= INSTRUCTIONS FOR THE TASK =
Transcribe all of the records precisely as they are presented.

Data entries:
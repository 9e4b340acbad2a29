#[cfg(target_arch = "wasm32")]
use std::cell::RefCell;
#[cfg(target_arch = "wasm32")]
use std::rc::Rc;

#[cfg(target_arch = "wasm32")]
use jonah_game::{JourneyController, JourneyView, PreloadStatus, PreloadTicket, TimerKey};
#[cfg(target_arch = "wasm32")]
use yew::prelude::*;

#[cfg(target_arch = "wasm32")]
use crate::{dom, storage::BrowserStore, timer::Timeout};

pub mod shell;

pub use shell::{JOURNEY_TITLE, JourneyShell, ShellProps};

#[cfg(target_arch = "wasm32")]
type Controller = Rc<RefCell<JourneyController<BrowserStore>>>;

#[cfg(target_arch = "wasm32")]
type Slot<T> = Rc<RefCell<Option<T>>>;

/// Root component: owns the journey controller and the browser timers.
#[cfg(target_arch = "wasm32")]
#[function_component(App)]
pub fn app() -> Html {
    let controller = use_mut_ref(|| JourneyController::with_bundled_assets(BrowserStore));
    let force_update = use_force_update();
    let stage_timer: Slot<(TimerKey, Timeout)> = use_mut_ref(|| None);
    let preload_timer: Slot<(PreloadTicket, Timeout)> = use_mut_ref(|| None);
    let save_timer: Slot<Timeout> = use_mut_ref(|| None);

    {
        let controller = controller.clone();
        let force_update = force_update.clone();
        use_effect(move || {
            if contain_missing_chapter(&controller) {
                force_update.force_update();
            }
            arm_stage_timer(&controller, &stage_timer, &force_update);
            arm_preload(&controller, &preload_timer, &force_update);
            schedule_save(&controller, &save_timer, &force_update);
            || {}
        });
    }
    {
        let controller = controller.clone();
        use_effect_with((), move |()| {
            move || {
                let mut ctrl = controller.borrow_mut();
                if ctrl.store().has_unsaved_changes() && ctrl.flush().is_err() {
                    log::warn!("progress not saved on unmount");
                }
            }
        });
    }

    let on_select = controller_callback(&controller, &force_update, |ctrl, chapter: u32| {
        ctrl.select_chapter(chapter);
    });
    let on_answer = controller_callback(&controller, &force_update, |ctrl, answer: jonah_game::AcceptedAnswer| {
        ctrl.record_answer(&answer.question_id, &answer.answer);
    });
    let on_complete = controller_callback(&controller, &force_update, |ctrl, chapter: u32| {
        if let Err(err) = ctrl.chapter_completed(chapter) {
            log::debug!("completion signal ignored: {err}");
        }
    });
    let on_image_loaded = controller_callback(&controller, &force_update, |ctrl, ()| ctrl.image_loaded());
    let on_recover = controller_callback(&controller, &force_update, |ctrl, ()| ctrl.recover_from_fault());
    let on_restart = controller_callback(&controller, &force_update, |ctrl, ()| ctrl.restart());

    let ctrl = controller.borrow();
    let view = ctrl.view();
    let script = match &view {
        JourneyView::Chapter { chapter, .. } => ctrl.catalog().chapter(*chapter).cloned(),
        _ => None,
    };
    let preloaded = match (&view, ctrl.preload_status()) {
        (JourneyView::Transition { pending_chapter, .. }, PreloadStatus::Ready(ready))
            if ready == *pending_chapter =>
        {
            ctrl.catalog().chapter(ready).cloned()
        }
        _ => None,
    };

    html! {
        <JourneyShell
            {view}
            entries={ctrl.navigation()}
            progress_label={ctrl.progress_label()}
            {script}
            {preloaded}
            {on_select}
            {on_answer}
            {on_complete}
            {on_image_loaded}
            {on_recover}
            {on_restart}
        />
    }
}

#[cfg(target_arch = "wasm32")]
fn controller_callback<T: 'static>(
    controller: &Controller,
    force_update: &UseForceUpdateHandle,
    apply: impl Fn(&mut JourneyController<BrowserStore>, T) + 'static,
) -> Callback<T> {
    let controller = controller.clone();
    let force_update = force_update.clone();
    Callback::from(move |value: T| {
        apply(&mut controller.borrow_mut(), value);
        force_update.force_update();
    })
}

#[cfg(target_arch = "wasm32")]
fn contain_missing_chapter(controller: &Controller) -> bool {
    let mut ctrl = controller.borrow_mut();
    if let JourneyView::Chapter { chapter, fault: None } = ctrl.view()
        && ctrl.catalog().chapter(chapter).is_none()
    {
        ctrl.report_chapter_fault(format!("{chapter}장 내용을 찾을 수 없습니다"));
        return true;
    }
    false
}

/// Keep exactly one timer armed for the active intro or transition stage.
#[cfg(target_arch = "wasm32")]
fn arm_stage_timer(
    controller: &Controller,
    slot: &Slot<(TimerKey, Timeout)>,
    force_update: &UseForceUpdateHandle,
) {
    let pending = controller.borrow().pending_timer();
    let mut armed = slot.borrow_mut();
    match pending {
        None => *armed = None,
        Some((key, _)) if armed.as_ref().is_some_and(|(current, _)| *current == key) => {}
        Some((key, millis)) => {
            let controller = controller.clone();
            let force_update = force_update.clone();
            let fire = move || {
                if controller.borrow_mut().fire_timer(key) {
                    force_update.force_update();
                }
            };
            *armed = match Timeout::new(millis, fire) {
                Ok(timeout) => Some((key, timeout)),
                Err(err) => {
                    log::error!("could not schedule stage timer: {}", dom::js_error_message(&err));
                    None
                }
            };
        }
    }
}

/// Resolve the next chapter's preload off the current event; stale tickets are dropped.
#[cfg(target_arch = "wasm32")]
fn arm_preload(
    controller: &Controller,
    slot: &Slot<(PreloadTicket, Timeout)>,
    force_update: &UseForceUpdateHandle,
) {
    let in_flight = controller.borrow().preload_in_flight();
    let mut armed = slot.borrow_mut();
    match in_flight {
        None => *armed = None,
        Some(ticket) if armed.as_ref().is_some_and(|(current, _)| *current == ticket) => {}
        Some(ticket) => {
            let controller = controller.clone();
            let force_update = force_update.clone();
            let resolve = move || {
                if controller.borrow_mut().resolve_preload(ticket) {
                    force_update.force_update();
                }
            };
            *armed = Timeout::new(0, resolve)
                .map(|timeout| (ticket, timeout))
                .map_err(|err| log::warn!("preload not scheduled: {}", dom::js_error_message(&err)))
                .ok();
        }
    }
}

/// Poll the debounced save now and again once the window has passed.
/// A write still owed after that poll re-renders, which schedules another.
#[cfg(target_arch = "wasm32")]
fn schedule_save(controller: &Controller, slot: &Slot<Timeout>, force_update: &UseForceUpdateHandle) {
    let window_ms = {
        let mut ctrl = controller.borrow_mut();
        ctrl.poll_save(dom::now_ms());
        if !ctrl.store().has_unsaved_changes() {
            *slot.borrow_mut() = None;
            return;
        }
        ctrl.config().save_debounce_ms
    };
    let controller = controller.clone();
    let force_update = force_update.clone();
    let poll = move || {
        let owed = {
            let mut ctrl = controller.borrow_mut();
            ctrl.poll_save(dom::now_ms());
            ctrl.store().has_unsaved_changes()
        };
        if owed {
            force_update.force_update();
        }
    };
    *slot.borrow_mut() = Timeout::new(window_ms.saturating_add(1), poll)
        .map_err(|err| log::warn!("save timer not scheduled: {}", dom::js_error_message(&err)))
        .ok();
}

= ANSWER FOR THIS EXERCISE =
repository 9e4b340acbad2a29
#[cfg(target_arch = "wasm32")]
use std::cell::RefCell;
#[cfg(target_arch = "wasm32")]
use std::rc::Rc;

#[cfg(target_arch = "wasm32")]
use jonah_game::{JourneyController, JourneyView, PreloadStatus, PreloadTicket, TimerKey};
#[cfg(target_arch = "wasm32")]
use yew::prelude::*;

#[cfg(target_arch = "wasm32")]
use crate::{dom, storage::BrowserStore, timer::Timeout};

pub mod shell;

pub use shell::{JOURNEY_TITLE, JourneyShell, ShellProps};

#[cfg(target_arch = "wasm32")]
type Controller = Rc<RefCell<JourneyController<BrowserStore>>>;

#[cfg(target_arch = "wasm32")]
type Slot<T> = Rc<RefCell<Option<T>>>;

/// Root component: owns the journey controller and the browser timers.
#[cfg(target_arch = "wasm32")]
#[function_component(App)]
pub fn app() -> Html {
    let controller = use_mut_ref(|| JourneyController::with_bundled_assets(BrowserStore));
    let force_update = use_force_update();
    let stage_timer: Slot<(TimerKey, Timeout)> = use_mut_ref(|| None);
    let preload_timer: Slot<(PreloadTicket, Timeout)> = use_mut_ref(|| None);
    let save_timer: Slot<Timeout> = use_mut_ref(|| None);

    {
        let controller = controller.clone();
        let force_update = force_update.clone();
        use_effect(move || {
            if contain_missing_chapter(&controller) {
                force_update.force_update();
            }
            arm_stage_timer(&controller, &stage_timer, &force_update);
            arm_preload(&controller, &preload_timer, &force_update);
            schedule_save(&controller, &save_timer, &force_update);
            || {}
        });
    }
    {
        let controller = controller.clone();
        use_effect_with((), move |()| {
            move || {
                let mut ctrl = controller.borrow_mut();
                if ctrl.store().has_unsaved_changes() && ctrl.flush().is_err() {
                    log::warn!("progress not saved on unmount");
                }
            }
        });
    }

    let on_select = controller_callback(&controller, &force_update, |ctrl, chapter: u32| {
        ctrl.select_chapter(chapter);
    });
    let on_answer = controller_callback(&controller, &force_update, |ctrl, answer: jonah_game::AcceptedAnswer| {
        ctrl.record_answer(&answer.question_id, &answer.answer);
    });
    let on_complete = controller_callback(&controller, &force_update, |ctrl, chapter: u32| {
        if let Err(err) = ctrl.chapter_completed(chapter) {
            log::debug!("completion signal ignored: {err}");
        }
    });
    let on_image_loaded = controller_callback(&controller, &force_update, |ctrl, ()| ctrl.image_loaded());
    let on_recover = controller_callback(&controller, &force_update, |ctrl, ()| ctrl.recover_from_fault());
    let on_restart = controller_callback(&controller, &force_update, |ctrl, ()| ctrl.restart());

    let ctrl = controller.borrow();
    let view = ctrl.view();
    let script = match &view {
        JourneyView::Chapter { chapter, .. } => ctrl.catalog().chapter(*chapter).cloned(),
        _ => None,
    };
    let preloaded = match (&view, ctrl.preload_status()) {
        (JourneyView::Transition { pending_chapter, .. }, PreloadStatus::Ready(ready))
            if ready == *pending_chapter =>
        {
            ctrl.catalog().chapter(ready).cloned()
        }
        _ => None,
    };

    html! {
        <JourneyShell
            {view}
            entries={ctrl.navigation()}
            progress_label={ctrl.progress_label()}
            {script}
            {preloaded}
            {on_select}
            {on_answer}
            {on_complete}
            {on_image_loaded}
            {on_recover}
            {on_restart}
        />
    }
}

#[cfg(target_arch = "wasm32")]
fn controller_callback<T: 'static>(
    controller: &Controller,
    force_update: &UseForceUpdateHandle,
    apply: impl Fn(&mut JourneyController<BrowserStore>, T) + 'static,
) -> Callback<T> {
    let controller = controller.clone();
    let force_update = force_update.clone();
    Callback::from(move |value: T| {
        apply(&mut controller.borrow_mut(), value);
        force_update.force_update();
    })
}

#[cfg(target_arch = "wasm32")]
fn contain_missing_chapter(controller: &Controller) -> bool {
    let mut ctrl = controller.borrow_mut();
    if let JourneyView::Chapter { chapter, fault: None } = ctrl.view()
        && ctrl.catalog().chapter(chapter).is_none()
    {
        ctrl.report_chapter_fault(format!("{chapter}장 내용을 찾을 수 없습니다"));
        return true;
    }
    false
}

/// Keep exactly one timer armed for the active intro or transition stage.
#[cfg(target_arch = "wasm32")]
fn arm_stage_timer(
    controller: &Controller,
    slot: &Slot<(TimerKey, Timeout)>,
    force_update: &UseForceUpdateHandle,
) {
    let pending = controller.borrow().pending_timer();
    let mut armed = slot.borrow_mut();
    match pending {
        None => *armed = None,
        Some((key, _)) if armed.as_ref().is_some_and(|(current, _)| *current == key) => {}
        Some((key, millis)) => {
            let controller = controller.clone();
            let force_update = force_update.clone();
            let fire = move || {
                if controller.borrow_mut().fire_timer(key) {
                    force_update.force_update();
                }
            };
            *armed = match Timeout::new(millis, fire) {
                Ok(timeout) => Some((key, timeout)),
                Err(err) => {
                    log::error!("could not schedule stage timer: {}", dom::js_error_message(&err));
                    None
                }
            };
        }
    }
}

/// Resolve the next chapter's preload off the current event; stale tickets are dropped.
#[cfg(target_arch = "wasm32")]
fn arm_preload(
    controller: &Controller,
    slot: &Slot<(PreloadTicket, Timeout)>,
    force_update: &UseForceUpdateHandle,
) {
    let in_flight = controller.borrow().preload_in_flight();
    let mut armed = slot.borrow_mut();
    match in_flight {
        None => *armed = None,
        Some(ticket) if armed.as_ref().is_some_and(|(current, _)| *current == ticket) => {}
        Some(ticket) => {
            let controller = controller.clone();
            let force_update = force_update.clone();
            let resolve = move || {
                if controller.borrow_mut().resolve_preload(ticket) {
                    force_update.force_update();
                }
            };
            *armed = Timeout::new(0, resolve)
                .map(|timeout| (ticket, timeout))
                .map_err(|err| log::warn!("preload not scheduled: {}", dom::js_error_message(&err)))
                .ok();
        }
    }
}

/// Poll the debounced save now and again once the window has passed.
/// A write still owed after that poll re-renders, which schedules another.
#[cfg(target_arch = "wasm32")]
fn schedule_save(controller: &Controller, slot: &Slot<Timeout>, force_update: &UseForceUpdateHandle) {
    let window_ms = {
        let mut ctrl = controller.borrow_mut();
        ctrl.poll_save(dom::now_ms());
        if !ctrl.store().has_unsaved_changes() {
            *slot.borrow_mut() = None;
            return;
        }
        ctrl.config().save_debounce_ms
    };
    let controller = controller.clone();
    let force_update = force_update.clone();
    let poll = move || {
        let owed = {
            let mut ctrl = controller.borrow_mut();
            ctrl.poll_save(dom::now_ms());
            ctrl.store().has_unsaved_changes()
        };
        if owed {
            force_update.force_update();
        }
    };
    *slot.borrow_mut() = Timeout::new(window_ms.saturating_add(1), poll)
        .map_err(|err| log::warn!("save timer not scheduled: {}", dom::js_error_message(&err)))
        .ok();
}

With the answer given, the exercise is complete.